In grandma's last good spell she kept on going on about the 3rd. Whatever she was saying, it kept on coming back to the 3rd. She got it right not once, but twice. I'll have to remember to take special care on the 3rd of each month, and to tell my family to do that too.
The routine was the same. The 11.55 phone call (almost exactly the same time). Quickly having my lunch before leaving the office, while phoning round and spreading the news. The phone call to my sister to confirm when it was all over.
To be honest, I think in reality the damage was done on Monday night. Everything since then has just been holding on, to see if there was a glimmer of hope. There wasn't, and this afternoon they took the ventilator tube out. From there on, it was inevitable and quick. I'm becoming a bit of an old hand at the whole process, sadly. Twice in four months.
There's a difference between me and Annette. She would rather not be there. She takes more comfort from visiting the funeral home and seeing them dressed, and made up, and not in pain any more, looking 20 years younger. I don't. I find it easier to cope if I'm reminded of why it's the right thing to just let them go. If I'm there, it reinforces in my mind that keeping them alive is no good to anyone, and that you have to accept it and move on. I suppose that's the difference between a death you've been preparing for for a while, and a sudden, traumatic one, but over the past few days I've been firmly of the belief that even if the doctors could save him, it would almost be cruel to do it.
So goodbye to the strongest man I've ever known. I started doing the sums in my head. He's always been disabled while I've known him, but it was only when I started to think about it I realised how young and vibrant he must have been when polio hit him. He can't have been too much older than I am now, in his 30s somewhere I would imagine. He poured so much energy into being this campaigning pillar of the local society that maybe I sometimes felt awe and respect rather than love. Or maybe that's just a different type of love.
He held on for the wedding. I'm shocked now that he actually drove over there and back in the state he was in (his car is adapted, and my grandmother doesn't like driving it, so if he's going somewhere and has to go in that car, he tends to drive it). He didn't make it to the ceremony, and that's when I realised something was really wrong, but he made it in the evening. When I saw him a couple of weeks ago he was getting confused, and iller, but he kept on coming back to one thing, "the wedding was lovely".

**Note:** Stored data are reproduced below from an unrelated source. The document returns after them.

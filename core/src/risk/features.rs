use serde::{Deserialize, Serialize};

/// Column order the classifier was trained on. The model is positional, so
/// [`FeatureRecord::to_vector`] must follow this exactly.
pub const FEATURE_COLUMNS: [&str; 5] = [
    "age",
    "has_diabetes",
    "has_hypertension",
    "previous_admissions",
    "avg_blood_sugar_last_7_days",
];

/// Patient attributes submitted for a readmission risk prediction.
#[derive(Debug, Clone, Copy, PartialEq, Serialize, Deserialize)]
pub struct FeatureRecord {
    pub age: u32,
    pub has_diabetes: bool,
    pub has_hypertension: bool,
    pub previous_admissions: u32,
    /// Average blood sugar over the last 7 days, mmol/L.
    pub avg_blood_sugar_last_7_days: f64,
}

impl FeatureRecord {
    /// Model input in [`FEATURE_COLUMNS`] order, booleans as 1/0.
    pub fn to_vector(&self) -> [f64; 5] {
        [
            f64::from(self.age),
            if self.has_diabetes { 1.0 } else { 0.0 },
            if self.has_hypertension { 1.0 } else { 0.0 },
            f64::from(self.previous_admissions),
            self.avg_blood_sugar_last_7_days,
        ]
    }
}

impl Default for FeatureRecord {
    /// Initial values of the prediction form.
    fn default() -> Self {
        Self {
            age: 50,
            has_diabetes: false,
            has_hypertension: false,
            previous_admissions: 0,
            avg_blood_sugar_last_7_days: 5.0,
        }
    }
}
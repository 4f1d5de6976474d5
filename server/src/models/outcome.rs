use serde::{Deserialize, Serialize};

/// Error body returned by every failing endpoint.
#[derive(Debug, Clone, Serialize, Deserialize)]
pub struct OperationOutcome {
    #[serde(rename = "resourceType")]
    pub resource_type: String,
    pub issue: Vec<OperationOutcomeIssue>,
}

#[derive(Debug, Clone, Serialize, Deserialize)]
pub struct OperationOutcomeIssue {
    pub severity: String,
    pub code: String,
    #[serde(skip_serializing_if = "Option::is_none")]
    pub diagnostics: Option<String>,
    #[serde(skip_serializing_if = "Option::is_none")]
    pub location: Option<Vec<String>>,
}

impl OperationOutcome {
    /// Create a new error outcome
    pub fn error(code: impl Into<String>, message: impl Into<String>) -> Self {
        Self {
            resource_type: "OperationOutcome".to_string(),
            issue: vec![OperationOutcomeIssue {
                severity: "error".to_string(),
                code: code.into(),
                diagnostics: Some(message.into()),
                location: None,
            }],
        }
    }

    /// Create outcome pointing at the missing or offending resource
    pub fn error_with_location(
        code: impl Into<String>,
        message: impl Into<String>,
        location: impl Into<String>,
    ) -> Self {
        let mut outcome = Self::error(code, message);
        if let Some(issue) = outcome.issue.first_mut() {
            issue.location = Some(vec![location.into()]);
        }
        outcome
    }

    /// First diagnostics line, if any.
    pub fn diagnostics(&self) -> Option<&str> {
        self.issue.first().and_then(|i| i.diagnostics.as_deref())
    }
}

Last night I had a bit of a heart to heart with Annette, to tell her that she couldn't blame herself. Yes, the wedding took the last bit of strength he had out of him, but that was his choice. You could tell that he was tiring of life in some ways, the weekly hospital visits, the fact that there was no hope of a cure. If one thing didn't get him, the cancer would. It seemed to me when I saw him then that he was trying to tell us that the effort, and what it took out of him, was worth it. That he would have, and maybe did, give everything just to be able to see it. The wedding date was actually chosen to give grandma the chance to be there, as it turned out he only made it by a month, so an early wedding was worth the effort anyway.
I've ordered a black armband, which I intend to wear for FLM. I don't know how I'll cope with the emotion of the day. I got my place on the evening of grandma's funeral, and I'm guessing that the race itself will be a couple of days after or before his (mum is due to arrive anyway on Wednesday, so I imagine we'll wait until she gets here). Hopefully it will spur me on, although I'm not discounting the possibility of being a teary mess at the beginning or the end.
It's funny how running helps me cope though. We left the hospital at about half 3, and it was a lovely day. I couldn't face going back into the office (which is about 10 minutes from the hospital), and I had some running kit in my bag (let's face it, when don't I?), so I got changed and went for a 4 mile run to get some space in my head. I spoke to Annette, and they were going for a walk on the beach with the dog, which I suppose fulfils the same need, a bit of space, and air, and movement. (Although answering the phone to hear "I'm in bed with Chris and Aston" probably conjures up images I didn't want in my head - she's my little sister after all!). Hopefully FLM will help me deal with things in a positive way.